A total loss accident claim is typically more complicated than just getting a damaged vehicle repaired.

After being involved in an accident, you will have a number of different issues to deal with. You may have lost wages because your injuries may not permit you to go back to work right away. You may have medical expenses to pay for and may need additional compensation for pain and suffering. But what does it mean if the insurance company has deemed your vehicle a total loss?

The Purpose of a Total Loss Claim

The purpose of this type of claim is to provide compensation for the fact that your car is totaled. The exact amount of your total loss settlement will depend on the estimated worth of the totaled vehicle and the estimated cost of replacing it with a similar model in the same year.

In addition, if your car has been totaled, you will likely not owe sales tax on your replacement vehicle. In Missouri, you may obtain a document called the Sales Tax Credit Affidavit which you will need to ask the adjuster for. Then, when you go to the license bureau to license your new vehicle, you will need to provide this affidavit.

You will need to submit a notarized total loss statement from your insurance company and all supporting documentation when you apply for the title for your replacement vehicle to take advantage of the sales tax credit.
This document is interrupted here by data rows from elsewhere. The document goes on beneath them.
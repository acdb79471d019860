use crate::error::{BenchError, Result};

/// A contiguous run of one request's sequences placed in a step
#[derive(Debug, Clone, Copy, PartialEq, Eq)]
pub struct ScheduledGroup {
    /// Index into the submitted request list
    pub request_id: usize,
    /// Index of the first sequence of the request in this group
    pub first_seq: usize,
    pub num_seqs: usize,
}

/// Sequences processed together, in submission order
#[derive(Debug, Clone, Default, PartialEq, Eq)]
pub struct SchedulingStep {
    pub groups: Vec<ScheduledGroup>,
    pub num_seqs: usize,
    /// Prompt tokens prefilled by the step, counted once per group
    pub num_batched_tokens: usize,
}

/// Packs requests into steps bounded by a sequence count and a prompt-token budget
#[derive(Debug, Clone, Copy, PartialEq, Eq)]
pub struct Scheduler {
    max_num_seqs: usize,
    max_num_batched_tokens: usize,
}

impl Scheduler {
    pub fn new(max_num_seqs: usize, max_num_batched_tokens: usize) -> Self {
        Self {
            max_num_seqs,
            max_num_batched_tokens,
        }
    }

    /// Split requests with the given prompt lengths into steps. Each request
    /// needs `seqs_per_request` sequences; when they do not fit in one step
    /// they continue in the next.
    pub fn schedule(&self, prompt_lens: &[usize], seqs_per_request: usize) -> Result<Vec<SchedulingStep>> {
        if self.max_num_seqs == 0 {
            return Err(BenchError::config("max_num_seqs", "Must be at least 1"));
        }

        let mut steps = Vec::new();
        let mut current = SchedulingStep::default();

        for (request_id, &prompt_len) in prompt_lens.iter().enumerate() {
            if prompt_len > self.max_num_batched_tokens {
                return Err(BenchError::processing(format!(
                    "Prompt {} has {} tokens, exceeding max_num_batched_tokens ({})",
                    request_id, prompt_len, self.max_num_batched_tokens
                )));
            }

            let mut first_seq = 0;
            while first_seq < seqs_per_request {
                let seqs_full = current.num_seqs == self.max_num_seqs;
                let tokens_full = current.num_batched_tokens + prompt_len > self.max_num_batched_tokens;
                if !current.groups.is_empty() && (seqs_full || tokens_full) {
                    steps.push(std::mem::take(&mut current));
                }

                let num_seqs = (seqs_per_request - first_seq).min(self.max_num_seqs - current.num_seqs);
                current.groups.push(ScheduledGroup {
                    request_id,
                    first_seq,
                    num_seqs,
                });
                current.num_seqs += num_seqs;
                current.num_batched_tokens += prompt_len;
                first_seq += num_seqs;
            }
        }

        if !current.groups.is_empty() {
            steps.push(current);
        }
        Ok(steps)
    }
}

#[cfg(test)]
mod tests {
    use super::*;
    use pretty_assertions::assert_eq;

    fn request_ids(step: &SchedulingStep) -> Vec<usize> {
        step.groups.iter().map(|g| g.request_id).collect()
    }

    #[test]
    fn test_single_step_when_everything_fits() {
        let scheduler = Scheduler::new(8, 2048);
        let steps = scheduler.schedule(&[6, 9, 7, 7], 1).unwrap();
        assert_eq!(steps.len(), 1);
        assert_eq!(request_ids(&steps[0]), vec![0, 1, 2, 3]);
        assert_eq!(steps[0].num_seqs, 4);
        assert_eq!(steps[0].num_batched_tokens, 29);
    }

    #[test]
    fn test_split_by_sequence_limit() {
        let scheduler = Scheduler::new(1, 2048);
        let steps = scheduler.schedule(&[6, 9, 7, 7], 1).unwrap();
        assert_eq!(steps.len(), 4);
        for (i, step) in steps.iter().enumerate() {
            assert_eq!(request_ids(step), vec![i]);
        }

        // three completions per request, room for two requests per step
        let scheduler = Scheduler::new(6, 2048);
        let steps = scheduler.schedule(&[6, 9, 7, 7], 3).unwrap();
        assert_eq!(steps.len(), 2);
        assert!(steps.iter().all(|s| s.num_seqs == 6));
    }

    #[test]
    fn test_request_sequences_continue_in_next_step() {
        // n = 3 with room for two sequences per step
        let scheduler = Scheduler::new(2, 2048);
        let steps = scheduler.schedule(&[5, 4], 3).unwrap();

        let groups: Vec<Vec<ScheduledGroup>> = steps.iter().map(|s| s.groups.clone()).collect();
        assert_eq!(
            groups,
            vec![
                vec![ScheduledGroup { request_id: 0, first_seq: 0, num_seqs: 2 }],
                vec![
                    ScheduledGroup { request_id: 0, first_seq: 2, num_seqs: 1 },
                    ScheduledGroup { request_id: 1, first_seq: 0, num_seqs: 1 },
                ],
                vec![ScheduledGroup { request_id: 1, first_seq: 1, num_seqs: 2 }],
            ]
        );
        assert!(steps.iter().all(|s| s.num_seqs <= 2));
        assert_eq!(steps[1].num_batched_tokens, 9);
    }

    #[test]
    fn test_split_by_token_budget() {
        let scheduler = Scheduler::new(8, 16);
        let steps = scheduler.schedule(&[6, 9, 7, 7], 1).unwrap();
        let ids: Vec<Vec<usize>> = steps.iter().map(request_ids).collect();
        assert_eq!(ids, vec![vec![0, 1], vec![2, 3]]);
        assert!(steps.iter().all(|s| s.num_batched_tokens <= 16));
    }

    #[test]
    fn test_order_preserved() {
        let scheduler = Scheduler::new(3, 100);
        let lens = [10, 50, 40, 5, 5, 90, 1];
        for seqs_per_request in [1, 2, 5] {
            let steps = scheduler.schedule(&lens, seqs_per_request).unwrap();
            let mut seen: Vec<(usize, usize)> = Vec::new();
            for step in &steps {
                assert!(step.num_seqs <= 3);
                assert!(step.num_batched_tokens <= 100);
                for group in &step.groups {
                    seen.extend((group.first_seq..group.first_seq + group.num_seqs).map(|s| (group.request_id, s)));
                }
            }
            let expected: Vec<(usize, usize)> = (0..lens.len())
                .flat_map(|r| (0..seqs_per_request).map(move |s| (r, s)))
                .collect();
            assert_eq!(seen, expected);
        }
    }

    #[test]
    fn test_oversized_prompt_rejected() {
        let scheduler = Scheduler::new(8, 16);
        assert!(scheduler.schedule(&[4, 17], 1).is_err());
    }

    #[test]
    fn test_empty_input() {
        let scheduler = Scheduler::new(8, 16);
        assert!(scheduler.schedule(&[], 1).unwrap().is_empty());
    }
}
You have 180 days from the date of the loss of your vehicle in which to do this.

If you did not know this information and already paid the sales tax on your new vehicle, you may apply for a refund.

Issues With Your Claim

The above information is a straightforward explanation of what the purpose of a total loss claim is. However, dealing with your claim is not always so easy. A total loss accident claim is typically more complicated than just getting a damaged vehicle repaired. There are more steps involved in closing this type of claim which means that more issues can arise.
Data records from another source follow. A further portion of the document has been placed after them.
use std::collections::HashMap;
use std::time::{Duration, Instant};

use parking_lot::RwLock;

/// Collects wall-clock samples for named spans
#[derive(Debug, Default)]
pub struct Profiler {
    spans: RwLock<HashMap<String, SpanStats>>,
}

/// Statistics for a profiled span
#[derive(Debug, Clone, PartialEq)]
pub struct SpanStats {
    pub count: usize,
    pub total_time: Duration,
    pub min_time: Duration,
    pub max_time: Duration,
    /// Every recorded duration, in recording order
    pub samples: Vec<Duration>,
}

impl SpanStats {
    fn new(duration: Duration) -> Self {
        Self {
            count: 1,
            total_time: duration,
            min_time: duration,
            max_time: duration,
            samples: vec![duration],
        }
    }

    fn update(&mut self, duration: Duration) {
        self.count += 1;
        self.total_time += duration;
        self.min_time = self.min_time.min(duration);
        self.max_time = self.max_time.max(duration);
        self.samples.push(duration);
    }

    /// Arithmetic mean of the samples, in seconds
    pub fn mean_secs(&self) -> f64 {
        if self.count == 0 {
            return 0.0;
        }
        self.total_time.as_secs_f64() / self.count as f64
    }
}

impl Profiler {
    pub fn new() -> Self {
        Self::default()
    }

    /// Start a timed span; the duration is recorded when the guard drops
    pub fn start_span(&self, name: impl Into<String>) -> ProfilerGuard<'_> {
        ProfilerGuard {
            profiler: self,
            name: name.into(),
            start_time: Instant::now(),
        }
    }

    fn record_span(&self, name: &str, duration: Duration) {
        let mut spans = self.spans.write();
        match spans.get_mut(name) {
            Some(stats) => stats.update(duration),
            None => {
                spans.insert(name.to_string(), SpanStats::new(duration));
            }
        }
    }

    pub fn stats(&self, name: &str) -> Option<SpanStats> {
        self.spans.read().get(name).cloned()
    }
}

/// Guard for a profiling span
pub struct ProfilerGuard<'a> {
    profiler: &'a Profiler,
    name: String,
    start_time: Instant,
}

impl Drop for ProfilerGuard<'_> {
    fn drop(&mut self) {
        let duration = self.start_time.elapsed();
        self.profiler.record_span(&self.name, duration);
    }
}

#[cfg(test)]
mod tests {
    use super::*;
    use std::thread;

    #[test]
    fn test_basic_profiling() {
        let profiler = Profiler::new();

        {
            let _guard = profiler.start_span("test_op");
            thread::sleep(Duration::from_millis(20));
        }

        let stats = profiler.stats("test_op").unwrap();
        assert_eq!(stats.count, 1);
        assert_eq!(stats.samples.len(), 1);
        assert!(stats.total_time >= Duration::from_millis(20));
        assert!(profiler.stats("missing").is_none());
    }

    #[test]
    fn test_mean_is_arithmetic_mean() {
        let profiler = Profiler::new();
        for millis in [100, 200, 600] {
            profiler.record_span("generate", Duration::from_millis(millis));
        }

        let stats = profiler.stats("generate").unwrap();
        assert_eq!(stats.count, 3);
        assert_eq!(stats.min_time, Duration::from_millis(100));
        assert_eq!(stats.max_time, Duration::from_millis(600));
        assert!((stats.mean_secs() - 0.3).abs() < 1e-9);
    }
}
For instance, the insurer will only pay the fair market value of your vehicle on the day of the accident. This is the case even if you owe more than the car’s value on your loan. For example, if you owed $12,000 on your vehicle the day it was totaled but the current fair market value price is $9,500, then you still owe $2,500 on a car you no longer have.

In addition, the insurer has the legal right to take your totaled car so that they can sell it on the secondary market, thereby recouping some of its losses.

How a Total Loss Claim Attorney Can Help

You may disagree with the insurance company’s estimate of your vehicle’s fair market value. You may be able to dispute it and try to negotiate a higher payout.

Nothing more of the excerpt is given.